### [EXERCISE INPUT]
□ □ □
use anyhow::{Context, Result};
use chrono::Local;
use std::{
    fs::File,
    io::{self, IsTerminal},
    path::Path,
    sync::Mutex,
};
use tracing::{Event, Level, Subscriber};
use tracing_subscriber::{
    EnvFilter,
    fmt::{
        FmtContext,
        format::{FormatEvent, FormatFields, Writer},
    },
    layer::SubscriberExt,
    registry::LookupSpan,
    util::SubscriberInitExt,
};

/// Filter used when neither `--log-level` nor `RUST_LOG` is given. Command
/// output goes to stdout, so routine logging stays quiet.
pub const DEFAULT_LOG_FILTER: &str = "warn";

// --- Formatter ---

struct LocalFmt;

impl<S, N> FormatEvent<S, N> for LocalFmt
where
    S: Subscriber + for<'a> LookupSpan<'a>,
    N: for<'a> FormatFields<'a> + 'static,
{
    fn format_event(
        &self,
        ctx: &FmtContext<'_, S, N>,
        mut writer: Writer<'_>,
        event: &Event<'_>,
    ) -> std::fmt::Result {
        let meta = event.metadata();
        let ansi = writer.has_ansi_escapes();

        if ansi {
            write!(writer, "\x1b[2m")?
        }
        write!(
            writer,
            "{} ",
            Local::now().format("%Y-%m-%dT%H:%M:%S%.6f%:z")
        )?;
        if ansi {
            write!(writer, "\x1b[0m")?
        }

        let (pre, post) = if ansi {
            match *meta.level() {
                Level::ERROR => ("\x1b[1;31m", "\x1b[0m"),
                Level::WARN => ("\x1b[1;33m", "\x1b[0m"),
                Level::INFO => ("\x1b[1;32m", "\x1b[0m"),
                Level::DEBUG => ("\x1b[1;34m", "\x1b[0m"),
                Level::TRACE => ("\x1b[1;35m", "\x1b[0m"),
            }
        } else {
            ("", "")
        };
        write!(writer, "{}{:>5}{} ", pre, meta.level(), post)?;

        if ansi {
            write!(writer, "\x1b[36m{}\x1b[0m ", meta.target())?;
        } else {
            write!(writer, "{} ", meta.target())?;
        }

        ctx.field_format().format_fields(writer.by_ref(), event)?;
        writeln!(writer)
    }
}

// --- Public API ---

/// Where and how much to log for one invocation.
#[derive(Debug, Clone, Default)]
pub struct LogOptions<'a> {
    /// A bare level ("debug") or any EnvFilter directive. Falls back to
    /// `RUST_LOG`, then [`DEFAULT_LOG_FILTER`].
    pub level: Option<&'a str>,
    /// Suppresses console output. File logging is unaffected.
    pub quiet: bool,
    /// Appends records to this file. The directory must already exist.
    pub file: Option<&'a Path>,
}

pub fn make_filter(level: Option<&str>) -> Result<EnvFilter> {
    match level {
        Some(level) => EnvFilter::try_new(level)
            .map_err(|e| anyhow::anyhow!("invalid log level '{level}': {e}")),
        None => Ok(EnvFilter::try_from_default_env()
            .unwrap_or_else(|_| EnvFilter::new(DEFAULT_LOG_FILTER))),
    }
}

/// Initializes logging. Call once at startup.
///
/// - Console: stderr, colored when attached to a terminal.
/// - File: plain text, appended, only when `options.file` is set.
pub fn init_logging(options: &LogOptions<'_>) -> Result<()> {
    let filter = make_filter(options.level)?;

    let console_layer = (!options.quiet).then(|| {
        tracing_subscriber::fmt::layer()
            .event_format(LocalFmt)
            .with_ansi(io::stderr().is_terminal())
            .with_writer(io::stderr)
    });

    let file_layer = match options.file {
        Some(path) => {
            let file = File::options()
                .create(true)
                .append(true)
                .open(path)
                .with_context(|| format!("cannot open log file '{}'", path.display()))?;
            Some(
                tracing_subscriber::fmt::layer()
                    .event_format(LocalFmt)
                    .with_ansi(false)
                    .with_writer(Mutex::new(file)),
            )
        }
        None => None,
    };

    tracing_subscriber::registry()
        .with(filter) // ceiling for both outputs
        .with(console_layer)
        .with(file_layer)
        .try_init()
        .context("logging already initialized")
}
□ □ □
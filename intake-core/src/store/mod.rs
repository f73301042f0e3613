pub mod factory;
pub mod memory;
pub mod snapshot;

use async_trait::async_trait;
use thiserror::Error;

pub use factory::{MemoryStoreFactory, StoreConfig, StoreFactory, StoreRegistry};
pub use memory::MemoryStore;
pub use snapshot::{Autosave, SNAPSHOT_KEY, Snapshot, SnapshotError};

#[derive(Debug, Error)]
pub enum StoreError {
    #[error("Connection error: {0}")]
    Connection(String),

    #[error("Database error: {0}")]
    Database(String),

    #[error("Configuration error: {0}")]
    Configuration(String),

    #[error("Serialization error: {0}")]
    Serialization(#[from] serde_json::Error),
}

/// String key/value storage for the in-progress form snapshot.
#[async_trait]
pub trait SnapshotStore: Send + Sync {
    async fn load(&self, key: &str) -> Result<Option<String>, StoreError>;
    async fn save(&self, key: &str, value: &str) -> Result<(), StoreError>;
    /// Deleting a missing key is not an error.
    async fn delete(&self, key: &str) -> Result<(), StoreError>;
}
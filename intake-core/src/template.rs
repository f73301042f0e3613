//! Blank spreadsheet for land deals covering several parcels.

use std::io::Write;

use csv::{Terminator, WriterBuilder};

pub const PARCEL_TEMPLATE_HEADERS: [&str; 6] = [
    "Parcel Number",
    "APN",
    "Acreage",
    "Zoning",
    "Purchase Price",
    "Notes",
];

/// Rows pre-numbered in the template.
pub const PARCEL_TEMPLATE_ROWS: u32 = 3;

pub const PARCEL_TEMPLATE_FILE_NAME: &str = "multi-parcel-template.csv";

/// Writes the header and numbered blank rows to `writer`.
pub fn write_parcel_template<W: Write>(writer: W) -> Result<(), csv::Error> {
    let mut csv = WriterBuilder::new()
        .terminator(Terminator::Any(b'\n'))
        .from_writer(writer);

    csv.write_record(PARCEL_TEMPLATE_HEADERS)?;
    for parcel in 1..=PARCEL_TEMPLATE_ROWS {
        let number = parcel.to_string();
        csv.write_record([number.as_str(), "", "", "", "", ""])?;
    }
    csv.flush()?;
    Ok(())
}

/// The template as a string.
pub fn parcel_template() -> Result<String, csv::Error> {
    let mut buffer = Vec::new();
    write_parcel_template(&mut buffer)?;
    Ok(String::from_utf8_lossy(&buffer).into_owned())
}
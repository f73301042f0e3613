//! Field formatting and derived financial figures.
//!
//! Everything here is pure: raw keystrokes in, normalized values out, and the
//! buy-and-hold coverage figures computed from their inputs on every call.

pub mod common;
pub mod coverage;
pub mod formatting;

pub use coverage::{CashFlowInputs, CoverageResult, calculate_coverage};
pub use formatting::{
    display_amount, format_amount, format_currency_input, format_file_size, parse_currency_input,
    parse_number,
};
□ □ □
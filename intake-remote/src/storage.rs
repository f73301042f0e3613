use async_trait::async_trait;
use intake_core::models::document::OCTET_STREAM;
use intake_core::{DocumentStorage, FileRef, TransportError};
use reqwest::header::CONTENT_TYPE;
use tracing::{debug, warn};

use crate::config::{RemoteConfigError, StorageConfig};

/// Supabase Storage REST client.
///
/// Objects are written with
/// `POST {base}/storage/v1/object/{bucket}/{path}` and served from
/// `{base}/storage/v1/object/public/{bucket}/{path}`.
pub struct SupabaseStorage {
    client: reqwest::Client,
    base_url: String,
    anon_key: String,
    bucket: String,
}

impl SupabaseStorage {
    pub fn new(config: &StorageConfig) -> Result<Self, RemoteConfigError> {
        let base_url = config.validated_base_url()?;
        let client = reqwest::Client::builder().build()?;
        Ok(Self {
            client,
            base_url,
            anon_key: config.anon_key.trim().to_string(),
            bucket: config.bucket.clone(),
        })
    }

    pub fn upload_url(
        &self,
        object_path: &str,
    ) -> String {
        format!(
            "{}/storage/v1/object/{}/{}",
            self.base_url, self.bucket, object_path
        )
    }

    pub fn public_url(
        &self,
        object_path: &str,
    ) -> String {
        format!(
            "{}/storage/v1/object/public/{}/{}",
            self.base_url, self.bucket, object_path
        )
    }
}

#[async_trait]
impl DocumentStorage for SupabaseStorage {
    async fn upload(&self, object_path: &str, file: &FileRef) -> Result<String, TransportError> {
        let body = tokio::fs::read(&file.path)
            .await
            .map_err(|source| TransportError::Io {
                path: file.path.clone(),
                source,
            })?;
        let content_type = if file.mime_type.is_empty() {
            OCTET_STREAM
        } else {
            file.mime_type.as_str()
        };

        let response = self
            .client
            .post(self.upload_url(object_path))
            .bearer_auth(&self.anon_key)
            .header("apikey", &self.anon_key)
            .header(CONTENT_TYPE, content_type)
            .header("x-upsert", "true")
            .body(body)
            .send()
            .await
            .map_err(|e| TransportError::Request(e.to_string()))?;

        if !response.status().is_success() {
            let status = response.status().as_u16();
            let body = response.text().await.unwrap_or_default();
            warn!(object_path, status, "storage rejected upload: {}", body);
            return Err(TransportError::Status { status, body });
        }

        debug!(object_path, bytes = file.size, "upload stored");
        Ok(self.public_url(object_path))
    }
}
□ □ □
### [EXERCISE PROMPT]
How many of the lines in the records above include the word "Some"? State that number alone.

### [TASK ANSWER]
3